The assaults usually contain makes an attempt to entry present‑card issuance purposes to problem excessive‑worth playing cards throughout completely different applications, whereas concurrently guaranteeing these actions go away minimal logs and forensic trails.
 |
| Jingle Thief phishing assault chain throughout Microsoft 365 |
They’re additionally extremely focused and tailor-made to every sufferer, with the menace actors finishing up reconnaissance earlier than sending persuasive phishing login pages by way of e mail or SMS that may idiot victims and trick them into coming into their Microsoft 365 credentials.
As quickly because the credentials are harvested, the attackers waste no time logging into the setting and perform a second spherical of reconnaissance, this time focusing on the sufferer’s SharePoint and OneDrive for data associated to enterprise operations, monetary processes, and IT workflows.

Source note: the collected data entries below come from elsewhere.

//! 端末向けのテキスト描画

use std::collections::BTreeMap;
use std::io::Write;

use chrono::{NaiveDate, Timelike};

use super::models::ChatMessage;
use super::pagination::Page;
use super::presenter::Presenter;
use super::utils::{format_count, truncate_chars};
use crate::analytics::{DensityGrid, EmoteUsage, TimeSeries, TopUsersRanking, HOURS_PER_DAY};
use crate::ChatboardResult;

const HEAT_GLYPHS: [&str; 4] = ["░░", "▒▒", "▓▓", "██"];
const SPARK_GLYPHS: [char; 7] = ['▂', '▃', '▄', '▅', '▆', '▇', '█'];
const BAR_WIDTH: usize = 40;
const AUTHOR_WIDTH: usize = 16;
const MESSAGE_WIDTH: usize = 60;

/// 0..=max を 1..=levels の段階に割り当てる（0は0段階）
fn scale(count: usize, max: usize, levels: usize) -> usize {
    if count == 0 || max == 0 {
        return 0;
    }
    (count * levels).div_ceil(max).clamp(1, levels)
}

/// テキスト描画アダプター
pub struct TextPresenter<W: Write> {
    out: W,
}

impl<W: Write> TextPresenter<W> {
    pub fn new(out: W) -> Self {
        Self { out }
    }

    pub fn into_inner(self) -> W {
        self.out
    }

    fn heat_cell(count: Option<usize>, max: usize) -> &'static str {
        match count {
            None => "  ",
            Some(0) => "· ",
            Some(count) => HEAT_GLYPHS[scale(count, max, HEAT_GLYPHS.len()) - 1],
        }
    }

    fn spark_glyph(count: usize, max: usize) -> char {
        match scale(count, max, SPARK_GLYPHS.len()) {
            0 => '▁',
            level => SPARK_GLYPHS[level - 1],
        }
    }
}

impl<W: Write> Presenter for TextPresenter<W> {
    fn render_density_grid(&mut self, grid: &DensityGrid) -> ChatboardResult<()> {
        writeln!(self.out, "📊 日付 × 時間帯 ヒートマップ")?;
        if grid.is_empty() {
            writeln!(self.out, "  (表示する期間がありません)")?;
            writeln!(self.out)?;
            return Ok(());
        }

        let header: String = (0..HOURS_PER_DAY)
            .step_by(3)
            .map(|hour| format!("{:<6}", format!("{hour}:00")))
            .collect();
        writeln!(self.out, "{:<11}{}", "", header.trim_end())?;

        let max = grid.max_count().unwrap_or(0);
        for row in grid.rows() {
            let cells: String = row
                .counts
                .iter()
                .map(|&count| Self::heat_cell(count, max))
                .collect();
            writeln!(self.out, "{} {}", row.date.format("%Y-%m-%d"), cells.trim_end())?;
        }
        writeln!(
            self.out,
            "凡例: 空白=期間外  ·=0  ░▒▓█=少→多 (最大 {} 件)",
            format_count(max)
        )?;
        writeln!(self.out)?;
        Ok(())
    }

    fn render_time_series(&mut self, series: &TimeSeries) -> ChatboardResult<()> {
        writeln!(self.out, "📈 メッセージ数の推移")?;
        let Some(peak) = series.peak() else {
            writeln!(self.out, "  (データなし)")?;
            writeln!(self.out)?;
            return Ok(());
        };

        let max = peak.count;
        let mut days: BTreeMap<NaiveDate, [Option<usize>; HOURS_PER_DAY as usize]> =
            BTreeMap::new();
        for point in series.points() {
            days.entry(point.timestamp.date())
                .or_insert([None; HOURS_PER_DAY as usize])[point.timestamp.hour() as usize] =
                Some(point.count);
        }

        for (date, counts) in &days {
            let line: String = counts
                .iter()
                .map(|count| count.map_or(' ', |count| Self::spark_glyph(count, max)))
                .collect();
            writeln!(self.out, "{} {}", date.format("%Y-%m-%d"), line.trim_end())?;
        }
        writeln!(
            self.out,
            "ピーク: {} ({} 件)",
            peak.timestamp.format(series.tick_format()),
            format_count(peak.count)
        )?;
        writeln!(self.out)?;
        Ok(())
    }

    fn render_ranked_bar(&mut self, ranking: Option<&TopUsersRanking>) -> ChatboardResult<()> {
        let Some(ranking) = ranking else {
            writeln!(
                self.out,
                "⚠️ 現在の条件では上位ユーザーを表示できるデータがありません。条件を調整してください。"
            )?;
            writeln!(self.out)?;
            return Ok(());
        };

        writeln!(
            self.out,
            "🏆 発言数の多いユーザー (全 {} 人)",
            format_count(ranking.total_distinct())
        )?;
        let max = ranking
            .ranked()
            .first()
            .map_or(0, |user| user.message_count);
        // 昇順の表示順を下から積み上げるため、上から順に出力するときは逆順
        for user in ranking.display_order().into_iter().rev() {
            let width = scale(user.message_count, max, BAR_WIDTH);
            writeln!(
                self.out,
                "{:<width$} {} {}",
                truncate_chars(&user.author, AUTHOR_WIDTH),
                "█".repeat(width),
                format_count(user.message_count),
                width = AUTHOR_WIDTH
            )?;
        }
        writeln!(self.out)?;
        Ok(())
    }

    fn render_table(&mut self, page: &Page<'_, ChatMessage>) -> ChatboardResult<()> {
        writeln!(self.out, "📋 メッセージ一覧")?;
        writeln!(
            self.out,
            "フィルター後 {} 件",
            format_count(page.total_rows)
        )?;
        writeln!(
            self.out,
            "{:<12} {:<width$} {:<19} message",
            "id",
            "author",
            "datetime",
            width = AUTHOR_WIDTH
        )?;
        for message in page.items {
            writeln!(
                self.out,
                "{:<12} {:<width$} {:<19} {}",
                truncate_chars(message.id().as_str(), 12),
                truncate_chars(message.author(), AUTHOR_WIDTH),
                message.timestamp().format("%Y-%m-%d %H:%M:%S"),
                truncate_chars(message.text().unwrap_or(""), MESSAGE_WIDTH),
                width = AUTHOR_WIDTH
            )?;
        }
        writeln!(
            self.out,
            "ページ {} / {}",
            format_count(page.number),
            format_count(page.total_pages)
        )?;
        writeln!(self.out)?;
        Ok(())
    }

    fn render_emote_table(&mut self, emotes: &[EmoteUsage]) -> ChatboardResult<()> {
        writeln!(self.out, "🎨 絵文字対照表")?;
        if emotes.is_empty() {
            writeln!(self.out, "  (データなし)")?;
            return Ok(());
        }
        for emote in emotes {
            writeln!(
                self.out,
                "{:<32} {:>8}  {}",
                emote.code,
                format_count(emote.usage_count),
                emote.asset_url
            )?;
        }
        Ok(())
    }

    fn render_error(&mut self, message: &str) -> ChatboardResult<()> {
        writeln!(self.out, "❌ {message}")?;
        Ok(())
    }

    fn finish(&mut self) -> ChatboardResult<()> {
        self.out.flush()?;
        Ok(())
    }
}
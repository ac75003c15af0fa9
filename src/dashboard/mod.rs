//! ダッシュボード層
//!
//! 読み込み済みデータ（`AppContext`）とセッション状態を持ち、
//! 集計結果を`Presenter`経由で描画する。

pub mod app_context;
pub mod commands;
pub mod config_manager;
pub mod json_presenter;
pub mod models;
pub mod pagination;
pub mod presenter;
pub mod session;
pub mod text_presenter;
pub mod utils;

pub use app_context::AppContext;
pub use commands::{apply_command, run_interactive, Command, CommandError};
pub use config_manager::{AppConfig, ConfigManager, DataConfig, DisplayConfig, LogConfig};
pub use json_presenter::JsonPresenter;
pub use models::{ActiveTab, ChatMessage, MessageId};
pub use pagination::{Page, Pagination};
pub use presenter::Presenter;
pub use session::{DashboardSession, DashboardView};
pub use text_presenter::TextPresenter;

This consists of looking for present card issuance workflows, VPN configurations and entry guides, spreadsheets or inner methods used to problem or monitor present playing cards, and different key particulars associated to digital machines and Citrix environments.
Within the subsequent part, the menace actors have been discovered to leverage the compromised account to ship phishing emails internally throughout the group to broaden their foothold. These messages usually mimic IT service notifications associated to IT service notifications or ticketing updates by making use of knowledge gleaned from inner documentation or earlier communications.
Moreover, Jingle Thief is understood to create inbox guidelines to routinely ahead emails from hacked accounts to addresses beneath their management, after which cowl up traces of the exercise by transferring the despatched emails instantly to Deleted Objects.
In some circumstances, the menace actor has additionally been noticed registering rogue authenticator apps to bypass multi-factor authentication (MFA) protections and even enrolling their units in Entra ID in order to take care of entry even after victims’ passwords are reset or the session tokens are revoked.
In addition to their unique deal with cloud companies reasonably than endpoint compromise, one other facet that makes Jingle Thief’s campaigns noteworthy is their propensity for identification misuse over deploying customized malware, thereby minimizing the probabilities of detection.
“Reward card fraud combines stealth, velocity and scalability, particularly when paired with entry to cloud environments the place issuance workflows reside,” Unit 42 mentioned. “This discreet strategy helps evade detection whereas laying the groundwork for future fraud.”
“To take advantage of these methods, the menace actors want entry to inner documentation and communications. They’ll safe this by stealing credentials and sustaining a quiet, persistent presence inside Microsoft 365 environments of focused organizations that present present card companies.”